By English Tutor, Africa:

Most of my lessons are inspired by what I hear from people that I see every day; in the office and at home, and hanging out with my friends. I promised that I would expose some of my friends, and what kind of friend would I be if I didn't live up to my promise?
I will start this lesson with a highlight on tenses. – Present tenses, past tenses, future tenses and present participle.

  1. Present Tense: I eat. (This action is happening now, at this present moment)
  2. Past tense: I ate. (This action happened in the past)
  3. Future tense: I will eat. (This action is happening in the future)
  4. Present participle: I am eating. (This action is happening in the present and is continuing).

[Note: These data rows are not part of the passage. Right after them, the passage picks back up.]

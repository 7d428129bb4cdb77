//! # sweep 子命令实现
//!
//! 从 CSV 读取多组模型参数，为每组参数并行计算并写出 DOS 文件。
//!
//! ## 功能
//! - 列名与 `PhysicalEnvironment` 的 serde 名称一致，多余列忽略
//! - 可选 `label` 列决定输出文件名，否则为 `row_NNN.dat`
//! - 重名时追加 `_row_NNN`，保证每组参数写入不同文件
//! - 已存在的输出默认跳过（`--overwrite` 覆盖）
//! - 单行失败不影响其他行，最后汇总报告
//!
//! ## 依赖关系
//! - 使用 `cli/sweep.rs` 定义的 SweepArgs
//! - 使用 `batch/` 模块进行并行处理
//! - 使用 `dos/` 模块计算与导出

use crate::batch::{BatchResult, BatchRunner, ProcessResult};
use crate::cli::sweep::SweepArgs;
use crate::dos::{self, export, find_gaps};
use crate::error::{Result, TetraDosError};
use crate::models::PhysicalEnvironment;
use crate::utils::output;

use std::collections::HashSet;
use std::fs;
use std::path::{Path, PathBuf};

/// 一组扫描参数
#[derive(Debug, Clone)]
pub struct ParameterSet {
    /// 输出文件名（不含扩展名）
    pub name: String,
    /// 模型参数（尚未校验）
    pub env: PhysicalEnvironment,
}

/// 扫描配置
struct SweepConfig {
    output_dir: PathBuf,
    n: usize,
    num_dos: usize,
    overwrite: bool,
}

/// 执行参数扫描
pub fn execute(args: SweepArgs) -> Result<()> {
    output::print_header("DOS Parameter Sweep");

    if !args.params.exists() {
        return Err(TetraDosError::FileNotFound {
            path: args.params.display().to_string(),
        });
    }

    let sets = load_parameter_sets(&args.params)?;
    if sets.is_empty() {
        output::print_warning(&format!(
            "No parameter sets found in '{}'",
            args.params.display()
        ));
        return Ok(());
    }

    output::print_info(&format!(
        "{} parameter set(s), n = {}, {} energy samples",
        sets.len(),
        args.n,
        args.num_dos
    ));

    fs::create_dir_all(&args.output).map_err(|e| TetraDosError::FileWriteError {
        path: args.output.display().to_string(),
        source: e,
    })?;

    let config = SweepConfig {
        output_dir: args.output.clone(),
        n: args.n,
        num_dos: args.num_dos,
        overwrite: args.overwrite,
    };

    let runner = BatchRunner::new(args.jobs);
    output::print_info(&format!("Using {} thread(s)", runner.jobs()));
    let result = runner.run(&sets, |set| process_parameter_set(set, &config))?;

    report_result(&result);
    Ok(())
}

/// 打印逐行结果与汇总
fn report_result(result: &BatchResult) {
    for msg in &result.completed {
        output::print_success(msg);
    }
    for reason in &result.skips {
        output::print_info(&format!("Skipped: {}", reason));
    }

    output::print_separator();
    output::print_done(&format!(
        "Sweep complete: {} of {} succeeded, {} skipped, {} failed",
        result.success,
        result.total(),
        result.skipped,
        result.failed
    ));

    if !result.failures.is_empty() {
        output::print_warning("Failed parameter sets:");
        for (name, err) in result.failures.iter().take(10) {
            output::print_error(&format!("  {}: {}", name, err));
        }
        if result.failures.len() > 10 {
            output::print_warning(&format!("  ... and {} more", result.failures.len() - 10));
        }
    }
}

/// 读取参数 CSV
pub fn load_parameter_sets(path: &Path) -> Result<Vec<ParameterSet>> {
    let mut rdr = csv::Reader::from_path(path)?;
    let headers = rdr.headers()?.clone();
    let label_column = headers.iter().position(|h| h.trim() == "label");

    let mut sets = Vec::new();
    let mut used = HashSet::new();
    for (row, record) in rdr.records().enumerate() {
        let record = record?;
        let env: PhysicalEnvironment = record.deserialize(Some(&headers))?;

        let name = label_column
            .and_then(|col| record.get(col))
            .map(sanitize_label)
            .filter(|label| !label.is_empty())
            .unwrap_or_else(|| format!("row_{:03}", row + 1));

        let name = unique_name(name, row + 1, &mut used);
        sets.push(ParameterSet { name, env });
    }

    Ok(sets)
}

/// 已用过的名称追加 `_row_NNN`（仍冲突时再加序号），并登记结果
fn unique_name(name: String, row: usize, used: &mut HashSet<String>) -> String {
    if used.insert(name.clone()) {
        return name;
    }

    let base = format!("{}_row_{:03}", name, row);
    let mut candidate = base.clone();
    let mut suffix = 2;
    while !used.insert(candidate.clone()) {
        candidate = format!("{}_{}", base, suffix);
        suffix += 1;
    }
    candidate
}

/// 标签转为安全的文件名
fn sanitize_label(label: &str) -> String {
    label
        .trim()
        .chars()
        .map(|c| match c {
            '/' | '\\' | ':' => '_',
            c if c.is_whitespace() => '_',
            c => c,
        })
        .collect()
}

/// 处理单组参数
fn process_parameter_set(set: &ParameterSet, config: &SweepConfig) -> ProcessResult {
    let output_path = config.output_dir.join(format!("{}.dat", set.name));

    if output_path.exists() && !config.overwrite {
        return ProcessResult::Skipped(format!(
            "'{}' already exists",
            output_path.display()
        ));
    }

    match compute_and_write(&set.env, config, &output_path) {
        Ok(summary) => ProcessResult::Success(summary),
        Err(e) => ProcessResult::Failed(set.name.clone(), e.to_string()),
    }
}

fn compute_and_write(
    env: &PhysicalEnvironment,
    config: &SweepConfig,
    output_path: &Path,
) -> Result<String> {
    env.validate()?;
    let samples = dos::dos_values(env, config.n, config.num_dos)?;
    export::write_dos_values(output_path, &samples)?;

    let gaps = find_gaps(&samples.values, &samples.energies);
    Ok(format!(
        "{}: ∫ DOS dE = {:.4}, {} gap(s)",
        output_path.display(),
        samples.integral(),
        gaps.len()
    ))
}

#[cfg(test)]
mod tests {
    use super::*;

    const HEADER: &str = "label,Tae,Tce,Tbe,Tao,Tco,Tbo,EpsilonR,EpsilonM,M,W,Mu";

    fn temp_dir(name: &str) -> PathBuf {
        let dir = std::env::temp_dir().join(format!("tetra_dos_sweep_{}_{}", std::process::id(), name));
        fs::create_dir_all(&dir).unwrap();
        dir
    }

    fn config(output_dir: PathBuf, overwrite: bool) -> SweepConfig {
        SweepConfig {
            output_dir,
            n: 2,
            num_dos: 20,
            overwrite,
        }
    }

    #[test]
    fn test_load_parameter_sets() {
        let dir = temp_dir("load");
        let csv_path = dir.join("params.csv");
        let content = format!(
            "{}\nmetal,0.2,1.0,0.4,0.08,0.4,0.16,0.05,0.05,0.0,0.0,-2.0\n,0.2,1.0,0.4,0.08,0.4,0.16,0.05,0.05,1.0,1.0,-2.0\n",
            HEADER
        );
        fs::write(&csv_path, content).unwrap();

        let sets = load_parameter_sets(&csv_path).unwrap();
        assert_eq!(sets.len(), 2);
        assert_eq!(sets[0].name, "metal");
        assert_eq!(sets[1].name, "row_002");
        assert!((sets[1].env.w - 1.0).abs() < 1e-12);
        assert!((sets[0].env.mu + 2.0).abs() < 1e-12);

        fs::remove_dir_all(&dir).ok();
    }

    #[test]
    fn test_duplicate_labels_get_distinct_files() {
        let dir = temp_dir("duplicate");
        let csv_path = dir.join("params.csv");
        let content = format!(
            "{}\nsame,0.2,1.0,0.4,0.08,0.4,0.16,0.05,0.05,0.0,0.0,-2.0\nsame,0.2,1.0,0.4,0.08,0.4,0.16,0.05,0.05,1.0,1.0,-2.0\nrow_004,0.2,1.0,0.4,0.08,0.4,0.16,0.05,0.05,0.5,0.5,-2.0\n,0.2,1.0,0.4,0.08,0.4,0.16,0.05,0.05,0.2,0.2,-2.0\n",
            HEADER
        );
        fs::write(&csv_path, content).unwrap();

        let sets = load_parameter_sets(&csv_path).unwrap();
        let names: Vec<&str> = sets.iter().map(|s| s.name.as_str()).collect();
        assert_eq!(names, vec!["same", "same_row_002", "row_004", "row_004_row_004"]);

        let out_dir = dir.join("out");
        fs::create_dir_all(&out_dir).unwrap();
        let config = config(out_dir.clone(), false);
        let result = BatchRunner::new(2)
            .run(&sets, |set| process_parameter_set(set, &config))
            .unwrap();

        assert_eq!(result.success, 4);
        assert_eq!(result.completed.len(), 4);
        let files = fs::read_dir(&out_dir).unwrap().count();
        assert_eq!(files, 4);

        let first = export::read_dos_values(&out_dir.join("same.dat")).unwrap();
        let second = export::read_dos_values(&out_dir.join("same_row_002.dat")).unwrap();
        assert_ne!(first, second);

        fs::remove_dir_all(&dir).ok();
    }

    #[test]
    fn test_unique_name_suffixes() {
        let mut used = HashSet::new();
        assert_eq!(unique_name("a".to_string(), 1, &mut used), "a");
        assert_eq!(unique_name("a_row_003".to_string(), 2, &mut used), "a_row_003");
        assert_eq!(unique_name("a".to_string(), 3, &mut used), "a_row_003_2");
    }

    #[test]
    fn test_load_rejects_missing_column() {
        let dir = temp_dir("missing");
        let csv_path = dir.join("params.csv");
        fs::write(&csv_path, "Tae,Tce\n0.1,0.2\n").unwrap();

        assert!(matches!(
            load_parameter_sets(&csv_path),
            Err(TetraDosError::CsvError(_))
        ));

        fs::remove_dir_all(&dir).ok();
    }

    #[test]
    fn test_process_writes_then_skips() {
        let dir = temp_dir("process");
        let set = ParameterSet {
            name: "ref".to_string(),
            env: PhysicalEnvironment::new(0.2, 1.0, 0.4, 0.08, 0.4, 0.16, 0.05, 0.05, 1.0, 1.0, -2.0)
                .unwrap(),
        };

        let first = process_parameter_set(&set, &config(dir.clone(), false));
        assert!(matches!(first, ProcessResult::Success(_)));
        assert!(dir.join("ref.dat").exists());

        let second = process_parameter_set(&set, &config(dir.clone(), false));
        assert!(matches!(second, ProcessResult::Skipped(_)));

        let third = process_parameter_set(&set, &config(dir.clone(), true));
        assert!(matches!(third, ProcessResult::Success(_)));

        fs::remove_dir_all(&dir).ok();
    }

    #[test]
    fn test_invalid_row_fails_alone() {
        let dir = temp_dir("invalid");
        let mut env =
            PhysicalEnvironment::new(0.2, 1.0, 0.4, 0.08, 0.4, 0.16, 0.05, 0.05, 1.0, 1.0, -2.0)
                .unwrap();
        env.tbe = f64::NAN;
        let set = ParameterSet {
            name: "bad".to_string(),
            env,
        };

        match process_parameter_set(&set, &config(dir.clone(), false)) {
            ProcessResult::Failed(name, err) => {
                assert_eq!(name, "bad");
                assert!(err.contains("Tbe"));
            }
            other => panic!("unexpected result: {:?}", other),
        }
        assert!(!dir.join("bad.dat").exists());

        fs::remove_dir_all(&dir).ok();
    }

    #[test]
    fn test_sanitize_label() {
        assert_eq!(sanitize_label(" a/b c "), "a_b_c");
        assert_eq!(sanitize_label("W=0.5"), "W=0.5");
    }
}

For everyday conversation, this is very easy to identify; but it can get confusing and has the possibility of changing your intended meaning.

E. g. Cynthia: “Khutie, I am pooing”
Khutie: “Cynthia, you are pooping” ….the verb is poop in this sentence; it is one of those words that do not change regardless of the tense you use them in.

I.e. Cynthia pooped
Cynthia is pooping
Cynthia will poop.

*Some words drop a vowel at the end of the word when a tense changes. Words such as: Like, liked, liking (The 'e' falls away). With consonants, however, if the verb ends with a single vowel plus a consonant, and the stress is at the end of the word, then you need to add the consonant. Words such as: Travel, travelling and travelled.

I overheard a conversation between two colleagues. As always, I decided to not mind my own business and help.
English is strange. There are some words that do not change when more is added; i.e. when the word becomes a plural. Words like sheep and equipment are smart; they do not change when you make a sentence of plurals.  Now I overheard something that might not be as easy to pick up

Thabisa: “Could you please give me her numbers”.
Solly: “Here are her numbers 071 4555 605”.
Thabisa: “Thank you”.

Now there is absolutely nothing wrong with that sentence apart from the intended meaning. Let me explain.
Thabisa is asking for a cell phone number not cell phone numbers.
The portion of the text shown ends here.